The Modernization of Investigative Techniques Act, Bill-C74 was first introduced in the Canadian House of Commons on November 15, 2005. Introduced as a part of a package of "lawful access" proposals, Modernization of Investigative Techniques Act (MITA) if passed, would have required telephone and internet service providers to design, create and maintain interception capabilities into existing networks and into new technologies as they are introduced into Canada. Second, it would have allowed law enforcement to compel telephone and internet service providers to disclose subscriber information without a warrant. The bill failed to pass into law when Parliament was dissolved on November 28, 2005. Lawful access legislation was, however, was re-introduced under the name Bill C-13 (short titled Protecting Canadians from Online Crime Actt) by Stephen Harper's Conservative government on November 20, 2013 and it passed through all legislative stages to receive royal assent on December 9, 2014.

==Background==

Under the Criminal Code, "lawful access" provisions for the interception of communications by law enforcement was first adopted in 1974. The Criminal Code was amended in the 1980s and again in the 1990s to allow law enforcement the ability to search and seize computer systems. In 1984 the Canadian Security Intelligence Service Act was passed by Parliament giving law enforcement the right to lawfully intercept private communication in defence of national security. Supporters of Modernization of Investigative Techniques Act and other "lawful access" legislation, being proposed to date, believe the passage of these bills will amend current provision for "lawful access" in existing legislation like the Criminal Code and Canadian Security Intelligence Service Act and support law enforcement to lawfully access transmission data from new technologies such as smartphones.

Concerns raised include:
- Creation of new surveillance powers while reducing the level of privacy protection and oversight associated with that surveillance.
- Increased burden to ISPs who would be required to retain traffic data for significant periods of time.

The dissolution of Parliament on November 28, 2005, ended all bills introduced during the 38th Parliament by the, then Liberal government, including Modernization of Investigative Techniques Act, Bill C-74. Anticipating passing of this bill, however, ISPs such as Bell Sympatico have modified their various policies and agreements to contain language to the effect that they may monitor, investigate, and disclose information to satisfy laws, regulations, or government requests.
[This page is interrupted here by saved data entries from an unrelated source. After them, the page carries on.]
//! Loading graph files and running the subcommands.
//!
//! Every command returns its report as a string; `main` prints it.

use std::fmt::Write as _;
use std::fs;
use std::path::{Path, PathBuf};

use moss_common::{Config, Graph, GraphError, GraphRecord, OverlapMode};
use moss_subgraph::{
    embed_with, independent_count, mark_bridges, mark_pseudo_rings, mark_rings, max_common_subgraph, support,
};
use thiserror::Error;
use tracing::info;

use crate::args::{Args, Command};

/// Errors raised while reading input files.
#[derive(Debug, Error)]
pub enum CliError {
    #[error("cannot read {path}: {source}")]
    Io {
        path: PathBuf,
        #[source]
        source: std::io::Error,
    },

    #[error("invalid JSON in {path}: {source}")]
    Json {
        path: PathBuf,
        #[source]
        source: serde_json::Error,
    },

    #[error("graph {path}: {source}")]
    Graph {
        path: PathBuf,
        #[source]
        source: GraphError,
    },

    #[error("pattern {0} is not connected")]
    Disconnected(PathBuf),
}

fn read_json<T: serde::de::DeserializeOwned>(path: &Path) -> Result<T, CliError> {
    let text = fs::read_to_string(path).map_err(|source| CliError::Io {
        path: path.to_path_buf(),
        source,
    })?;
    serde_json::from_str(&text).map_err(|source| CliError::Json {
        path: path.to_path_buf(),
        source,
    })
}

fn to_graph(path: &Path, record: &GraphRecord) -> Result<Graph, CliError> {
    Graph::try_from(record).map_err(|source| CliError::Graph {
        path: path.to_path_buf(),
        source,
    })
}

/// Reads the settings file, or the defaults without one.
pub fn load_config(path: Option<&Path>) -> Result<Config, CliError> {
    path.map_or_else(|| Ok(Config::default()), read_json)
}

/// Reads a single graph record. The graph comes back prepared.
pub fn load_graph(path: &Path) -> Result<Graph, CliError> {
    let record: GraphRecord = read_json(path)?;
    to_graph(path, &record)
}

/// Reads a graph and prepares it as a pattern.
pub fn load_pattern(path: &Path) -> Result<Graph, CliError> {
    let mut pattern = load_graph(path)?;
    if !pattern.prepare_embed() {
        return Err(CliError::Disconnected(path.to_path_buf()));
    }
    Ok(pattern)
}

/// Reads a JSON array of graph records.
pub fn load_database(path: &Path) -> Result<Vec<Graph>, CliError> {
    let records: Vec<GraphRecord> = read_json(path)?;
    records.iter().map(|record| to_graph(path, record)).collect()
}

/// Runs the parsed command line.
pub fn run(args: &Args) -> Result<String, CliError> {
    let base = load_config(args.config.as_deref())?;
    let config = args.command.to_config(base);
    match &args.command {
        Command::Embed {
            pattern,
            host,
            dedupe,
            list,
            ..
        } => Ok(run_embed(&load_pattern(pattern)?, &load_graph(host)?, &config, *dedupe, *list)),
        Command::Rings { graph, .. } => Ok(run_rings(load_graph(graph)?, &config)),
        Command::Mcs { first, second, .. } => Ok(run_mcs(&load_graph(first)?, &load_graph(second)?, &config)),
        Command::Support { pattern, database } => {
            let pattern = load_pattern(pattern)?;
            let database = load_database(database)?;
            info!("searching {} graphs", database.len());
            let count = support(&database, &pattern);
            Ok(format!("support: {count} of {}\n", database.len()))
        }
    }
}

fn run_embed(pattern: &Graph, host: &Graph, config: &Config, dedupe: bool, list: bool) -> String {
    let mut found = embed_with(host, pattern, config);
    if dedupe {
        found.dedupe();
    }
    let mut out = format!("{} embeddings\n", found.len());
    if config.overlap != OverlapMode::None {
        let independent = independent_count(pattern, &found, config.overlap);
        let _ = writeln!(out, "{independent} without overlap ({:?})", config.overlap);
    }
    if list {
        for (i, embedding) in found.iter().enumerate() {
            let nodes: Vec<String> = embedding.nodes().iter().map(ToString::to_string).collect();
            let _ = writeln!(out, "{i}: {}", nodes.join(" "));
        }
    }
    out
}

fn run_rings(mut graph: Graph, config: &Config) -> String {
    let bridges = mark_bridges(&mut graph);
    let rings = mark_rings(&mut graph, config.ring_min, config.ring_max, config.ring_types);
    let mut out = format!("bridges: {bridges}\nrings: {}\n", rings.signed());
    if config.pseudo_ring_max > 0 {
        let pseudo = mark_pseudo_rings(&mut graph, config.pseudo_ring_max);
        let _ = writeln!(out, "pseudo rings: {}", pseudo.signed());
    }
    for edge in graph.edges() {
        let _ = writeln!(
            out,
            "{}-{} rings {:#x}{}",
            edge.src(),
            edge.dst(),
            edge.rings(),
            if edge.is_bridge() { " bridge" } else { "" }
        );
    }
    out
}

fn run_mcs(first: &Graph, second: &Graph, config: &Config) -> String {
    let result = max_common_subgraph(first, second, config.mcs);
    format!(
        "cost: {}\ncommon elements: {}\n{}\n",
        result.cost,
        result.size(),
        result.subgraph
    )
}

#[cfg(test)]
mod tests {
    use super::*;
    use clap::Parser;
    use moss_common::*;
    use tempfile::TempDir;

    fn write_graph(dir: &TempDir, name: &str, graph: &Graph) -> PathBuf {
        let path = dir.path().join(name);
        fs::write(&path, serde_json::to_string(&GraphRecord::from(graph)).unwrap()).unwrap();
        path
    }

    fn run_line(line: &[&str]) -> Result<String, CliError> {
        let args = Args::try_parse_from(std::iter::once("moss").chain(line.iter().copied())).unwrap();
        run(&args)
    }

    fn arg(path: &Path) -> &str {
        path.to_str().unwrap()
    }

    #[test]
    fn embed_counts_aromatic_bonds() {
        let dir = tempfile::tempdir().unwrap();
        let pattern = write_graph(&dir, "bond.json", &AROMATIC_BOND);
        let host = write_graph(&dir, "benzene.json", &benzene());
        let report = run_line(&["embed", arg(&pattern), arg(&host)]).unwrap();
        assert!(report.starts_with("6 embeddings"));
        let report = run_line(&["embed", "--first", arg(&pattern), arg(&host)]).unwrap();
        assert!(report.starts_with("1 embeddings"));
    }

    #[test]
    fn embed_reports_independent_occurrences() {
        let dir = tempfile::tempdir().unwrap();
        let pattern = write_graph(&dir, "benzene.json", &benzene());
        let report = run_line(&["embed", "--overlap", "harmful", "--list", arg(&pattern), arg(&pattern)]).unwrap();
        assert!(report.starts_with("12 embeddings\n1 without overlap (Harmful)\n"));
        assert_eq!(report.lines().count(), 14);

        let report = run_line(&["embed", "--dedupe", arg(&pattern), arg(&pattern)]).unwrap();
        assert!(report.starts_with("1 embeddings"));
    }

    #[test]
    fn disconnected_pattern_is_rejected() {
        let dir = tempfile::tempdir().unwrap();
        let split = Graph::from_parts(&[elements::C, elements::O], &[]).unwrap();
        let pattern = write_graph(&dir, "split.json", &split);
        let host = write_graph(&dir, "ethanol.json", &ethanol());
        let err = run_line(&["embed", arg(&pattern), arg(&host)]).unwrap_err();
        assert!(matches!(err, CliError::Disconnected(_)));
    }

    #[test]
    fn bad_files_are_reported() {
        let dir = tempfile::tempdir().unwrap();
        let missing = dir.path().join("missing.json");
        assert!(matches!(load_graph(&missing), Err(CliError::Io { .. })));

        let garbage = dir.path().join("garbage.json");
        fs::write(&garbage, "{ nodes: ").unwrap();
        assert!(matches!(load_graph(&garbage), Err(CliError::Json { .. })));

        let looped = dir.path().join("loop.json");
        fs::write(&looped, r#"{"nodes":[6],"edges":[[0,0,1]]}"#).unwrap();
        assert!(matches!(load_graph(&looped), Err(CliError::Graph { .. })));
    }

    #[test]
    fn rings_of_naphthalene() {
        let dir = tempfile::tempdir().unwrap();
        let graph = write_graph(&dir, "naphthalene.json", &naphthalene());
        let report = run_line(&["rings", arg(&graph)]).unwrap();
        assert!(report.starts_with("bridges: 0\nrings: 2\n"));

        let report = run_line(&["rings", "--min", "10", "--max", "10", arg(&graph)]).unwrap();
        assert!(report.starts_with("bridges: 0\nrings: 1\n"));
    }

    #[test]
    fn settings_file_is_overridden_by_flags() {
        let dir = tempfile::tempdir().unwrap();
        let settings = dir.path().join("config.json");
        fs::write(&settings, r#"{"ring_min":10,"ring_max":10}"#).unwrap();
        let graph = write_graph(&dir, "naphthalene.json", &naphthalene());

        let report = run_line(&["--config", arg(&settings), "rings", arg(&graph)]).unwrap();
        assert!(report.contains("rings: 1\n"));
        let report = run_line(&["rings", "--config", arg(&settings), "--min", "5", "--max", "6", arg(&graph)]).unwrap();
        assert!(report.contains("rings: 2\n"));
    }

    #[test]
    fn mcs_of_contained_graph_costs_nothing() {
        let dir = tempfile::tempdir().unwrap();
        let first = write_graph(&dir, "acid.json", &acetic_acid());
        let second = write_graph(&dir, "ethanol.json", &ethanol());
        let report = run_line(&["mcs", "--by-node", arg(&first), arg(&second)]).unwrap();
        assert!(report.starts_with("cost: 0\ncommon elements: 5\n"));
    }

    #[test]
    fn support_over_a_database_file() {
        let dir = tempfile::tempdir().unwrap();
        let pattern = write_graph(&dir, "co.json", &SINGLE_CO);
        let records: Vec<GraphRecord> = [ethanol(), acetic_acid(), hexane(), benzene()]
            .iter()
            .map(GraphRecord::from)
            .collect();
        let database = dir.path().join("db.json");
        fs::write(&database, serde_json::to_string(&records).unwrap()).unwrap();
        let report = run_line(&["support", arg(&pattern), arg(&database)]).unwrap();
        assert_eq!(report, "support: 2 of 4\n");
    }
}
On April 4, 2006, the Prime Minister's Throne Speech did not mention the bill, which fueled speculation that bill had become a low priority for Harper government. However, the Harper government would later introduce its own legislation to modernize lawful access.

==Reintroduction of Bill==

Liberal MP Marlene Jennings re-introduced the Modernization of Investigative Techniques Act as a Private Member's Bill, Bill C-416 in March 2007 and again in February 2009, as a Private Member`s Bill, Bill C-285. In both instances, Modernization of Investigative Techniques Act only received one reading before new elections were called, ending the review process of the bill.

==Related legislation==

During the 40th Parliament, 3rd Session, a series of lawful access bills were introduced by the Harper Government:
- C-50: Improving Access to Investigative Tools for Serious Crimes Act
- C-51: Investigative Powers for the 21st Century Act
- C-52: Investigating and Preventing Criminal Electronic Communications Act

The introduction and first reading of these bills were completed on November 1, 2010; the review process for all three bills ended with the dissolution of Parliament on March 26, 2011.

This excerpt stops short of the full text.